• Data provided:
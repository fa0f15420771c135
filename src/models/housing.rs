//! Housing listing model

use chrono::{DateTime, NaiveDate, Utc};
use serde::{Deserialize, Serialize};

use super::Location;

/// A housing listing posted by a user.
#[derive(Debug, Clone, Serialize, Deserialize)]
pub struct HousingListing {
    pub id: i64,
    /// Owning user; only the owner may edit or delete the listing
    pub user_id: i64,
    pub title: String,
    pub description: String,
    /// Monthly price in the poster's currency
    pub price: f64,
    pub location: Option<Location>,
    pub available_from: NaiveDate,
    pub available_until: Option<NaiveDate>,
    pub contact_email: Option<String>,
    pub contact_phone: Option<String>,
    pub created_at: DateTime<Utc>,
    pub updated_at: DateTime<Utc>,
}

/// Input for creating a housing listing
#[derive(Debug, Clone, Deserialize)]
pub struct CreateHousingInput {
    pub title: String,
    pub description: String,
    pub price: f64,
    pub location: Option<Location>,
    pub available_from: NaiveDate,
    pub available_until: Option<NaiveDate>,
    pub contact_email: Option<String>,
    pub contact_phone: Option<String>,
}

/// Input for updating a housing listing
#[derive(Debug, Clone, Default, Deserialize)]
pub struct UpdateHousingInput {
    pub title: Option<String>,
    pub description: Option<String>,
    pub price: Option<f64>,
    pub location: Option<Location>,
    pub available_from: Option<NaiveDate>,
    pub available_until: Option<NaiveDate>,
    pub contact_email: Option<String>,
    pub contact_phone: Option<String>,
}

• What you should do: Set down exactly the line that holds "updating a housing listing" and all lines after it to the end of the data.

• Output of the exercise:
/// Input for updating a housing listing
#[derive(Debug, Clone, Default, Deserialize)]
pub struct UpdateHousingInput {
    pub title: Option<String>,
    pub description: Option<String>,
    pub price: Option<f64>,
    pub location: Option<Location>,
    pub available_from: Option<NaiveDate>,
    pub available_until: Option<NaiveDate>,
    pub contact_email: Option<String>,
    pub contact_phone: Option<String>,
}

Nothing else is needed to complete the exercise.